*ASSIGNMENT*
Give the count of lines that hold the word "distribution" in this listing, with nothing added.
*** TASK INPUT Section Begins ***
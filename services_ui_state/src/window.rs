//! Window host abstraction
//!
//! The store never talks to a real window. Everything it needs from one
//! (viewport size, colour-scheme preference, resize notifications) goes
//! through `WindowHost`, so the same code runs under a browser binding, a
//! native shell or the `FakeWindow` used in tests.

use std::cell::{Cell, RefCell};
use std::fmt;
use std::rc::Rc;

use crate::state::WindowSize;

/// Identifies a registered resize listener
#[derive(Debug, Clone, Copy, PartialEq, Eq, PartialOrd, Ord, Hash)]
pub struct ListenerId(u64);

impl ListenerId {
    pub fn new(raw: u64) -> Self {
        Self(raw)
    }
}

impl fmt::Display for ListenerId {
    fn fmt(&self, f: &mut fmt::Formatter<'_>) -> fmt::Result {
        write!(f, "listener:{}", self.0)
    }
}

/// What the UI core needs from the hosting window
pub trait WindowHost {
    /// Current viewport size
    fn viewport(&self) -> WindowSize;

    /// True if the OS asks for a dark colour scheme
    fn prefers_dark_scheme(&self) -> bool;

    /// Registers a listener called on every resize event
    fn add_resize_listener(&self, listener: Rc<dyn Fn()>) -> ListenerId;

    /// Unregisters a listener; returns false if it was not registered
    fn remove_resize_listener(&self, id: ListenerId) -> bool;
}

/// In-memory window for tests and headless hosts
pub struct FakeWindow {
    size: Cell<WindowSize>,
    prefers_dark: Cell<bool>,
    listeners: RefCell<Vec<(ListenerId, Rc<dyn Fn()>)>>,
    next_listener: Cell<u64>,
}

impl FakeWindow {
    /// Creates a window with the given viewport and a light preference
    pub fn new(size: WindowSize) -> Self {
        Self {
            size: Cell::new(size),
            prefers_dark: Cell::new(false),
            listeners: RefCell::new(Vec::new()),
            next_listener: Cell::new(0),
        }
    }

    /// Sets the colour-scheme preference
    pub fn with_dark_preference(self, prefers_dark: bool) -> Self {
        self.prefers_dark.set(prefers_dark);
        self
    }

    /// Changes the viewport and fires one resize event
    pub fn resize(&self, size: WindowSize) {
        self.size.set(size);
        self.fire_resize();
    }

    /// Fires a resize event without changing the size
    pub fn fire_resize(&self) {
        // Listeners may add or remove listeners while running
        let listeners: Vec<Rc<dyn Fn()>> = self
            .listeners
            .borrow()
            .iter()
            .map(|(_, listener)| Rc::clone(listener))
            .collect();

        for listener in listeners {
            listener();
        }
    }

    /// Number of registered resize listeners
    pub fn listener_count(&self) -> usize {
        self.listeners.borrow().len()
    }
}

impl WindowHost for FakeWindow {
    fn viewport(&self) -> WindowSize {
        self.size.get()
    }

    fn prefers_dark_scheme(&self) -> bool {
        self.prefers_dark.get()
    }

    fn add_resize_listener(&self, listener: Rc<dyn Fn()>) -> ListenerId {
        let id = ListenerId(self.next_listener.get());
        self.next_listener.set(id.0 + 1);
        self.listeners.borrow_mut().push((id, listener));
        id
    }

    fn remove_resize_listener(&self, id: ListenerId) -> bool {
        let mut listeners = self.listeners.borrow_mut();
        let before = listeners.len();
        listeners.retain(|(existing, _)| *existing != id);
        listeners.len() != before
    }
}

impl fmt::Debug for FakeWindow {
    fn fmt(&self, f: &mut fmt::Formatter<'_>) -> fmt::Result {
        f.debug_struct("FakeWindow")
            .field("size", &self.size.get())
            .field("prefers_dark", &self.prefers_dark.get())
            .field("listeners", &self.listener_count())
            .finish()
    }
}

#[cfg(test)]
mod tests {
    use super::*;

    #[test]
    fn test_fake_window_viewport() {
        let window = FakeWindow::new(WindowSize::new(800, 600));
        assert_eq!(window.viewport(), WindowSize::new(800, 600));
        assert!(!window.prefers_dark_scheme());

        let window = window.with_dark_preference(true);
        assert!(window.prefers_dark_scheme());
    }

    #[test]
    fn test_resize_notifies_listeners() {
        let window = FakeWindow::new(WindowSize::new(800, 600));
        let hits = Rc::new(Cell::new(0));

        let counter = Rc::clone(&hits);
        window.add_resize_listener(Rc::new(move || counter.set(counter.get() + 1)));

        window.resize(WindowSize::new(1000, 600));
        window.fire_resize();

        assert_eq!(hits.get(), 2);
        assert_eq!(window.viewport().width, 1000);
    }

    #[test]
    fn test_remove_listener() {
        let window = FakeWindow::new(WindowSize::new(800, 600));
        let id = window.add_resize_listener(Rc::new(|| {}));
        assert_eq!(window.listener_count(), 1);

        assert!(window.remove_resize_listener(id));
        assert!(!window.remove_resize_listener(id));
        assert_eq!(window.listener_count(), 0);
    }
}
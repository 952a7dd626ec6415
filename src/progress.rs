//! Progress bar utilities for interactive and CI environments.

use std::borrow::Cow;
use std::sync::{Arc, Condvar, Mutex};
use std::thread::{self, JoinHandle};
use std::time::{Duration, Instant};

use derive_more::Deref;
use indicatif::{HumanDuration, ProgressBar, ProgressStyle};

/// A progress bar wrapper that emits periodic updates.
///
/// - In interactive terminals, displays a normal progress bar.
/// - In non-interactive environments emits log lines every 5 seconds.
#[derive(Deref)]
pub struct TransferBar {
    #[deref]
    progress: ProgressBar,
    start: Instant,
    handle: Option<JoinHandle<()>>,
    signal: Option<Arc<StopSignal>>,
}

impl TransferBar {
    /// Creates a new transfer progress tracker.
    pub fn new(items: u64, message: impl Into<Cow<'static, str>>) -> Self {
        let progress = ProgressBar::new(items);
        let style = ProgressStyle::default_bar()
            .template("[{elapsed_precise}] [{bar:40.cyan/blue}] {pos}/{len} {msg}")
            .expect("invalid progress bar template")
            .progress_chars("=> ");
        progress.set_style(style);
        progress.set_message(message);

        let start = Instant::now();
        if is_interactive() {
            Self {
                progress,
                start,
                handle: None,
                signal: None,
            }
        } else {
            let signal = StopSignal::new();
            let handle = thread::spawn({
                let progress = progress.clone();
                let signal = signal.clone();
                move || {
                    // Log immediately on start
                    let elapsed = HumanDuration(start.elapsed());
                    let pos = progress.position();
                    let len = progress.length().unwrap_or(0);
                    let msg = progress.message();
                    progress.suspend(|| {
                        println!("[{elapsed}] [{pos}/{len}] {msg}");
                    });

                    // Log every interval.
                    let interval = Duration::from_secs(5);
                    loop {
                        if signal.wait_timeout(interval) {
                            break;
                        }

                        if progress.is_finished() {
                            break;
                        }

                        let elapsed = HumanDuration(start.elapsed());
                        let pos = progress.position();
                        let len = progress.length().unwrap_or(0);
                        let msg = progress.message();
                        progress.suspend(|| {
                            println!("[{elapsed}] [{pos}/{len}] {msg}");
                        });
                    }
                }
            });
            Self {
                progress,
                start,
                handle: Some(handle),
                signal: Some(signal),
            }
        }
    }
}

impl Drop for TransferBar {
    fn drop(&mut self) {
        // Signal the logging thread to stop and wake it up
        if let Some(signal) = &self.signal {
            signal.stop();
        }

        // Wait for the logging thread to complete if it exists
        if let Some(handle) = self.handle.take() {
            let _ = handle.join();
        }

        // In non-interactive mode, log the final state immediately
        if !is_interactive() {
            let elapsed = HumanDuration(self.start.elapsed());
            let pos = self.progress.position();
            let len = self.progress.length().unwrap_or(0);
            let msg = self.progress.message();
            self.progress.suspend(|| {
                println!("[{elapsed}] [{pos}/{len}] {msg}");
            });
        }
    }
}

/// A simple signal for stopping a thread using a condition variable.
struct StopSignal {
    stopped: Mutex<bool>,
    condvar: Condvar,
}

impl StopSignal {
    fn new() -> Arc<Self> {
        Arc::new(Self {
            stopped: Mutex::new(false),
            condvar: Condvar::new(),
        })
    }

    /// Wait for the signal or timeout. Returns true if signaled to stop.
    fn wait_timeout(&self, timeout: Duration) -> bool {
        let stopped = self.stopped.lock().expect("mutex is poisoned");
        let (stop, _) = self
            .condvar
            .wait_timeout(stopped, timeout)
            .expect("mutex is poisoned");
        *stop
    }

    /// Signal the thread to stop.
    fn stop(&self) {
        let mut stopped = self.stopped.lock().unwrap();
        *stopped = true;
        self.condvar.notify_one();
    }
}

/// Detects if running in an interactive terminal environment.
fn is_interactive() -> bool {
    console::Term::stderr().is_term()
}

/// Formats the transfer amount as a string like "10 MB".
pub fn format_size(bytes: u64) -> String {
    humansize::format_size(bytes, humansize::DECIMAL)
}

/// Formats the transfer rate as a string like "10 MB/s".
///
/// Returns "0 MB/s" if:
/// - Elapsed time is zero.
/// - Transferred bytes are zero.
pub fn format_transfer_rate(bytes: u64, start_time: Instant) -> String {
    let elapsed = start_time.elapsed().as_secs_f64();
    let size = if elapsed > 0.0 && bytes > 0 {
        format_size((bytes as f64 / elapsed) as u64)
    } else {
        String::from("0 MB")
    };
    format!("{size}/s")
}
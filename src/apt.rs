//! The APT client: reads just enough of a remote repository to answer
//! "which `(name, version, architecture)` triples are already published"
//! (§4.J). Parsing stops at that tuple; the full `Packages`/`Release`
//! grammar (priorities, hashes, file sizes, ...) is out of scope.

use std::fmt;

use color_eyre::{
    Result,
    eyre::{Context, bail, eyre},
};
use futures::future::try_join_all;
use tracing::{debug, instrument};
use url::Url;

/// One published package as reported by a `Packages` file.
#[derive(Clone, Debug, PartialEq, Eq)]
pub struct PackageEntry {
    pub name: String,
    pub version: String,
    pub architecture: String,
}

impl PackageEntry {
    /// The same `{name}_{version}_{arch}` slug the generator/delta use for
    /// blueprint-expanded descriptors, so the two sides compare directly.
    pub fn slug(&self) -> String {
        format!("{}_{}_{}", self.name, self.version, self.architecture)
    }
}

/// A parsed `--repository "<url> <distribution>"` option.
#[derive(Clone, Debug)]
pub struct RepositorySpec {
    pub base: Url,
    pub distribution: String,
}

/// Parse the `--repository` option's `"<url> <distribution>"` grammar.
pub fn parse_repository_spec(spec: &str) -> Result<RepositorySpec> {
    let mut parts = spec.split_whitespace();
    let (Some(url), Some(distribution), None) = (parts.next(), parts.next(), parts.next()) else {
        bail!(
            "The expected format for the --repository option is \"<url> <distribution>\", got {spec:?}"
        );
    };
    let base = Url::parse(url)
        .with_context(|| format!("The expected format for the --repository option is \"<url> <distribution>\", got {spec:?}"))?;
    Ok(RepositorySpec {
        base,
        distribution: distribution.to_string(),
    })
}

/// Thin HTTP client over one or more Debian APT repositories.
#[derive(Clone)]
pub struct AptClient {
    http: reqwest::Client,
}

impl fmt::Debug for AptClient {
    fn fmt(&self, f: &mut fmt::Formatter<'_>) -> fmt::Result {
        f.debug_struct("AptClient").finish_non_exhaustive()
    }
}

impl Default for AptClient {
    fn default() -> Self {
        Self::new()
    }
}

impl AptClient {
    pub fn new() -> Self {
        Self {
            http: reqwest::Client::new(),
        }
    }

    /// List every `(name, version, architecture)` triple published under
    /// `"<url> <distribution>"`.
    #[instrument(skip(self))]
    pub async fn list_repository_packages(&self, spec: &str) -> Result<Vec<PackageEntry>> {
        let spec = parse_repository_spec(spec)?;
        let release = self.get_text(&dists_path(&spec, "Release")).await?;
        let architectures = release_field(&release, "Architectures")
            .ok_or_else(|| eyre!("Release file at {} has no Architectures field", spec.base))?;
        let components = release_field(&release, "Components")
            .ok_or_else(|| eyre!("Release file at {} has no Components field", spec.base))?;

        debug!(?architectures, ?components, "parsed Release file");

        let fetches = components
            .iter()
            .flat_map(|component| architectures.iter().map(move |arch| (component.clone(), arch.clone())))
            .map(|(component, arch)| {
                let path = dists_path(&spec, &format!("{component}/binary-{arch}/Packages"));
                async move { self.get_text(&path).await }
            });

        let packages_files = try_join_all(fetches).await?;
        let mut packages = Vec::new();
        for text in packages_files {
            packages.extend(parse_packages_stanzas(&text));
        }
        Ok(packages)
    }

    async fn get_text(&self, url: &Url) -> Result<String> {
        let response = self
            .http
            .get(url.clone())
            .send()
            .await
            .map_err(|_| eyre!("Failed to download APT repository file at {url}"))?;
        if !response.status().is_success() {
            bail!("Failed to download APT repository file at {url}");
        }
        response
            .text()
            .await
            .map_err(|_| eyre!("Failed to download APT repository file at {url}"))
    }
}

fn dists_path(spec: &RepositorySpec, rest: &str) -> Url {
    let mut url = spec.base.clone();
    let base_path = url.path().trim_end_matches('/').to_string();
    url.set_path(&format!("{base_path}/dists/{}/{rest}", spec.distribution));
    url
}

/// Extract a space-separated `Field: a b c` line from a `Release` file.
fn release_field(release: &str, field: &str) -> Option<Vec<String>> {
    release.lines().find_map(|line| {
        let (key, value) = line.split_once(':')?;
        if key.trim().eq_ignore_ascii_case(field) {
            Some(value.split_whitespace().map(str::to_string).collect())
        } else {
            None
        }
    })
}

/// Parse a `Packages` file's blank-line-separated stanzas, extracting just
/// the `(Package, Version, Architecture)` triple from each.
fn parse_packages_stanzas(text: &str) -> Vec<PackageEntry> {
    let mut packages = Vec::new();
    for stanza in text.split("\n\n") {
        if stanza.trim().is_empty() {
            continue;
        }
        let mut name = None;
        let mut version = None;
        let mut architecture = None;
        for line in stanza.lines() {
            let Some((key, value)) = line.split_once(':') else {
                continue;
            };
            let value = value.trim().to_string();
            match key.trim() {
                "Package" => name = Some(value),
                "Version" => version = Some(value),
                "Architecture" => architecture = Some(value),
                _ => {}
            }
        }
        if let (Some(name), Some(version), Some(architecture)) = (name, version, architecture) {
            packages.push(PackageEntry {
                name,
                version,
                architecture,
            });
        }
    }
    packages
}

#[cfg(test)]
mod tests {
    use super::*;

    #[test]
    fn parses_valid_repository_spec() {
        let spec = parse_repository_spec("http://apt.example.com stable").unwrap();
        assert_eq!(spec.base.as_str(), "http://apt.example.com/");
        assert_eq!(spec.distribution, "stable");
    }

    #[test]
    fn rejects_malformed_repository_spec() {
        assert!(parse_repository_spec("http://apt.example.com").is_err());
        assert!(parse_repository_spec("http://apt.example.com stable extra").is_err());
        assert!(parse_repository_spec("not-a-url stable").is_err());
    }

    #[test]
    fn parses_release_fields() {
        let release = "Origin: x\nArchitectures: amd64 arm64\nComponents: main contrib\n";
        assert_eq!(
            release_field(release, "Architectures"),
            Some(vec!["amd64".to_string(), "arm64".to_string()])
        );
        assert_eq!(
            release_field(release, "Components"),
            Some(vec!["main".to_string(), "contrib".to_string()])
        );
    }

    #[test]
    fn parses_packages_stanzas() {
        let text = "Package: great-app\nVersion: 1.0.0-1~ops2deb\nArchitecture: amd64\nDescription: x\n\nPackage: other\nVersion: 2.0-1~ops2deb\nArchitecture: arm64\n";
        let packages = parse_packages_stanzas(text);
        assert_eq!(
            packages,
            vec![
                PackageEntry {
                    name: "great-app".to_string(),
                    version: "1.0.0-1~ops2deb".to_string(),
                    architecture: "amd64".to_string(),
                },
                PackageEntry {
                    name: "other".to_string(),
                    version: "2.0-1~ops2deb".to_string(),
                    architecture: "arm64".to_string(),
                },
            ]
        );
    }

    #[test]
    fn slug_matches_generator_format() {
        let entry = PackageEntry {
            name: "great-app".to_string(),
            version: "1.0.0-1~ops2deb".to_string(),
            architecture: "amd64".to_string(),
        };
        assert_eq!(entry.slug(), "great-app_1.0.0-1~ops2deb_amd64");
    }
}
*** TASK INPUT Section Ends ***
*SOLUTION FOR THIS PROBLEM*
10